In 2005, the Brewer site was designated a US EPA Superfund site as per the Comprehensive Environmental Response, Compensations and Liability Act ("CERCLA") due to water quality threats. BGC's abandonment of the property left SC DHEC and EPA with no options for addressing water quality threats from the site other than using the CERCLA response actions funded by EPA and SC DHEC. Both entities retained access to the property for purposes of constructing, operating, and maintaining the wastewater treatment plant and otherwise carrying out the CERCLA remedy. With the interim wastewater treatment addressing potential environmental risks, in 2019, SC DHEC, through a South Carolina court, appointed the Brewer Gold Receiver (a legal construct similar to a trustee) to facilitate the leasing, sale or other use or disposition of the abandoned property, including potential renewal of mineral exploration and mining development.

In January 2020, Carolina Rush (then known as Pancontinental Resources) emerged as the chosen entity, through a competitive process, to explore and purchase the former Brewer Gold Mine Property (see Company news releases dated January 15, 2020, March 2, 2020, April 22, 2020, March 23, 2022, and July 12, 2022).

Qualified Person
The technical information in this news release has been prepared in accordance with Canadian regulatory requirements as set out in NI 43-101 and reviewed and approved by Patrick Quigley, MSc, CPG-12116, a Qualified Person as defined by NI 43-101.

About Carolina Rush
Carolina Rush Corp. (TSXV: RUSH) (OTCQB: PUCCF) is exploring the Carolina Terrane in the southeastern USA. Its flagship Brewer Gold-Copper Project is located at the past-producing, 397-hectare Brewer Gold Mine property in Chesterfield County, South Carolina, 17 kilometers along trend from the producing Haile Gold Mine.
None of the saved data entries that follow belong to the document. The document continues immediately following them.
//! Writers for extracted tables and run reports.
//!
//! Extracted tables are written either as a single JSON array (one record
//! per line inside the brackets) or as NDJSON.

use serde::Serialize;
use std::fmt;
use std::fs::File;
use std::io::{BufWriter, Write};
use std::path::{Path, PathBuf};
use std::str::FromStr;
use thiserror::Error;

use crate::dump::TableExtraction;

#[derive(Debug, Error)]
pub enum SerializationError {
    #[error("JSON error: {0}")]
    Json(#[from] serde_json::Error),

    #[error("IO error: {0}")]
    Io(#[from] std::io::Error),
}

/// Output layout for extracted tables.
#[derive(Debug, Clone, Copy, PartialEq, Eq, Default)]
pub enum OutputFormat {
    #[default]
    Json,
    Ndjson,
}

impl OutputFormat {
    pub fn extension(&self) -> &'static str {
        match self {
            OutputFormat::Json => "json",
            OutputFormat::Ndjson => "ndjson",
        }
    }
}

impl FromStr for OutputFormat {
    type Err = String;

    fn from_str(s: &str) -> Result<Self, Self::Err> {
        match s.trim().to_lowercase().as_str() {
            "json" => Ok(OutputFormat::Json),
            "ndjson" | "jsonl" => Ok(OutputFormat::Ndjson),
            other => Err(format!("unknown output format '{}' (expected json or ndjson)", other)),
        }
    }
}

impl fmt::Display for OutputFormat {
    fn fmt(&self, f: &mut fmt::Formatter<'_>) -> fmt::Result {
        f.write_str(self.extension())
    }
}

/// One JSON document per line.
pub struct NdjsonWriter<W: Write> {
    writer: W,
    written: usize,
}

impl<W: Write> NdjsonWriter<W> {
    pub fn new(writer: W) -> Self {
        Self { writer, written: 0 }
    }

    pub fn write<T: Serialize>(&mut self, item: &T) -> Result<(), SerializationError> {
        serde_json::to_writer(&mut self.writer, item)?;
        self.writer.write_all(b"\n")?;
        self.written += 1;
        Ok(())
    }

    /// Flush and return the number of lines written.
    pub fn finish(mut self) -> Result<usize, SerializationError> {
        self.writer.flush()?;
        Ok(self.written)
    }
}

/// A JSON array streamed one element at a time.
pub struct JsonArrayWriter<W: Write> {
    writer: W,
    written: usize,
}

impl<W: Write> JsonArrayWriter<W> {
    /// Write the opening bracket.
    pub fn new(mut writer: W) -> Result<Self, SerializationError> {
        writer.write_all(b"[")?;
        Ok(Self { writer, written: 0 })
    }

    pub fn write<T: Serialize>(&mut self, item: &T) -> Result<(), SerializationError> {
        let separator: &[u8] = if self.written == 0 { b"\n  " } else { b",\n  " };
        self.writer.write_all(separator)?;
        serde_json::to_writer(&mut self.writer, item)?;
        self.written += 1;
        Ok(())
    }

    /// Close the array, flush and return the number of elements written.
    pub fn finish(mut self) -> Result<usize, SerializationError> {
        let closing: &[u8] = if self.written == 0 { b"]\n" } else { b"\n]\n" };
        self.writer.write_all(closing)?;
        self.writer.flush()?;
        Ok(self.written)
    }
}

/// Write a table's records to `<dir>/<table>.<ext>`.
///
/// # Arguments
///
/// * `extraction` - Records of one table
/// * `dir` - Output directory (created when missing)
/// * `format` - JSON array or NDJSON
///
/// # Returns
///
/// The path written.
pub fn write_table(
    extraction: &TableExtraction,
    dir: &Path,
    format: OutputFormat,
) -> Result<PathBuf, SerializationError> {
    std::fs::create_dir_all(dir)?;
    let path = dir.join(format!("{}.{}", extraction.table, format.extension()));
    let file = BufWriter::new(File::create(&path)?);

    let written = match format {
        OutputFormat::Json => {
            let mut writer = JsonArrayWriter::new(file)?;
            for record in &extraction.records {
                writer.write(record)?;
            }
            writer.finish()?
        }
        OutputFormat::Ndjson => {
            let mut writer = NdjsonWriter::new(file);
            for record in &extraction.records {
                writer.write(record)?;
            }
            writer.finish()?
        }
    };

    tracing::debug!("Wrote {} records to {}", written, path.display());
    Ok(path)
}

/// Write any serializable value as pretty-printed JSON.
pub fn write_json_file<T: Serialize>(value: &T, path: &Path) -> Result<(), SerializationError> {
    if let Some(parent) = path.parent().filter(|p| !p.as_os_str().is_empty()) {
        std::fs::create_dir_all(parent)?;
    }
    let mut file = BufWriter::new(File::create(path)?);
    serde_json::to_writer_pretty(&mut file, value)?;
    file.write_all(b"\n")?;
    file.flush()?;
    Ok(())
}
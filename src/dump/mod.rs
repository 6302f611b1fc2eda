//! Extraction of typed records from MySQL-style dump text.
//!
//! Only the shape produced by `mysqldump` is understood: `CREATE TABLE`
//! structure blocks with one backtick-quoted column per line, and
//! ``INSERT INTO `table` VALUES (...),(...);`` bulk inserts.

pub mod assembler;
pub mod schema;
pub mod tokenizer;

use std::path::Path;

pub use assembler::{extract_table, extract_tables, ExtractionSummary, TableExtraction, TableOutcome};
pub use schema::{extract_schema, TableSchema};
pub use tokenizer::{infer_scalar, tokenize_rows, tokenize_values, ValuesClause};

/// Read a dump file, replacing invalid UTF-8 sequences with U+FFFD.
pub fn read_dump<P: AsRef<Path>>(path: P) -> std::io::Result<String> {
    let bytes = std::fs::read(path)?;
    Ok(match String::from_utf8(bytes) {
        Ok(text) => text,
        Err(err) => String::from_utf8_lossy(err.as_bytes()).into_owned(),
    })
}
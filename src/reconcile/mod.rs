//! Three-source employee reconciliation.
//!
//! Dump rows, documents already in the store and roster rows are combined
//! into exactly one canonical document per employee id. Only roster-matched
//! employees end up active; everything else is forced inactive.
//!
//! # Example
//!
//! ```
//! use dumpsync::reconcile::{MergeOptions, ReconciliationMerger, RoleModuleTable};
//! use dumpsync::{FieldValue, Record};
//!
//! let mut row = Record::new();
//! row.insert("id".to_string(), FieldValue::Int(7));
//! row.insert("firstname".to_string(), FieldValue::from("Ana"));
//!
//! let table = RoleModuleTable::defaults();
//! let merger = ReconciliationMerger::new(&table, MergeOptions::new("2026-01-01T00:00:00Z", "roster.csv"));
//! let outcome = merger.merge(&[row], &[], &[]);
//!
//! assert_eq!(outcome.tally.inactive, 1);
//! assert_eq!(outcome.documents[&7].fields["marga_active"], FieldValue::Bool(false));
//! ```

pub mod credential;
pub mod identity;
pub mod merger;
pub mod roles;
pub mod username;

pub use credential::{CredentialHasher, HashedCredential};
pub use identity::{normalize_key, IdentityIndex, IdentityKey, IdentityMatcher, Resolution};
pub use merger::{
    CanonicalDocument, IdentityState, MergeOptions, MergeTally, Origin, ReconciliationMerger,
    ReconciliationOutcome, UnmatchedRow,
};
pub use roles::{classify_position, normalize_modules, Role, RoleModuleTable};
pub use username::{sanitize_username, username_candidates, UsernameRegistry};

/// Field names on employee documents.
pub mod fields {
    pub const ID: &str = "id";
    pub const FIRST_NAME: &str = "firstname";
    pub const LAST_NAME: &str = "lastname";
    pub const NICKNAME: &str = "nickname";
    /// Legacy status column; `1` marks a currently employed person.
    pub const LEGACY_STATUS: &str = "estatus";
    pub const USERNAME: &str = "username";
    pub const EMAIL: &str = "email";
    pub const CONTACT_NUMBER: &str = "contact_number";

    pub const ACTIVE: &str = "marga_active";
    pub const ACCOUNT_ACTIVE: &str = "marga_account_active";
    pub const ROLE: &str = "marga_role";
    pub const ALLOWED_MODULES: &str = "marga_allowed_modules";
    pub const MODULES_CONFIGURED: &str = "allowed_modules_configured";
    pub const UPDATED_AT: &str = "marga_updated_at";
    pub const SOURCE_FILE: &str = "marga_source_file";
    pub const SOURCE_ROW: &str = "marga_source_row";
    pub const LOGIN_EMAIL: &str = "marga_login_email";
    pub const PASSWORD_UPDATED_AT: &str = "marga_password_updated_at";
}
In January 2023, the Company signed exclusive mineral exploration lease and purchase option agreements for both the 246.6-hectare New Sawyer Gold Mine Property and the 54.6-hectare Sawyer Gold Mine Property, both located on the Sawyer Gold Trend and in Randolph County, North Carolina.

For further information, please contact:
Layton Croft, President and CEO
Jeanny So, Corporate Communications Manager
E: info@thecarolinarush.com
T: +1.647.202.0994

For additional information please visit our new website at http://www.TheCarolinaRush.com/ and our X feed: https://twitter.com/TheCarolinaRush.

Neither TSX Venture Exchange nor its Regulation Services Provider (as that term is defined in the policies of the TSX Venture Exchange) accepts responsibility for the adequacy or accuracy of this release.

This news release contains forward-looking information which is not comprised of historical facts. Forward-looking information is characterized by words such as "plan", "expect", "project", "intend", "believe", "anticipate", "estimate" and other similar words, or statements that certain events or conditions "may" or "will" occur. Forward-looking information involves risks, uncertainties and other factors that could cause actual events, results, and opportunities to differ materially from those expressed or implied by such forward-looking information. Factors that could cause actual results to differ materially from such forward-looking information include, but are not limited to, changes in the state of equity and debt markets, fluctuations in commodity prices, delays in obtaining required regulatory or governmental approvals, and other risks involved in the mineral exploration and development industry, including those risks set out in the Company's management's discussion and analysis as filed under the Company's profile at www.sedar.com. Forward-looking information in this news release is based on the opinions and assumptions of management considered reasonable as of the date hereof, including that all necessary governmental and regulatory approvals will be received as and when expected. Although the Company believes that the assumptions and factors used in preparing the forward-looking information in this news release are reasonable, undue reliance should not be placed on such information. The Company disclaims any intention or obligation to update or revise any forward-looking information, other than as required by applicable securities laws.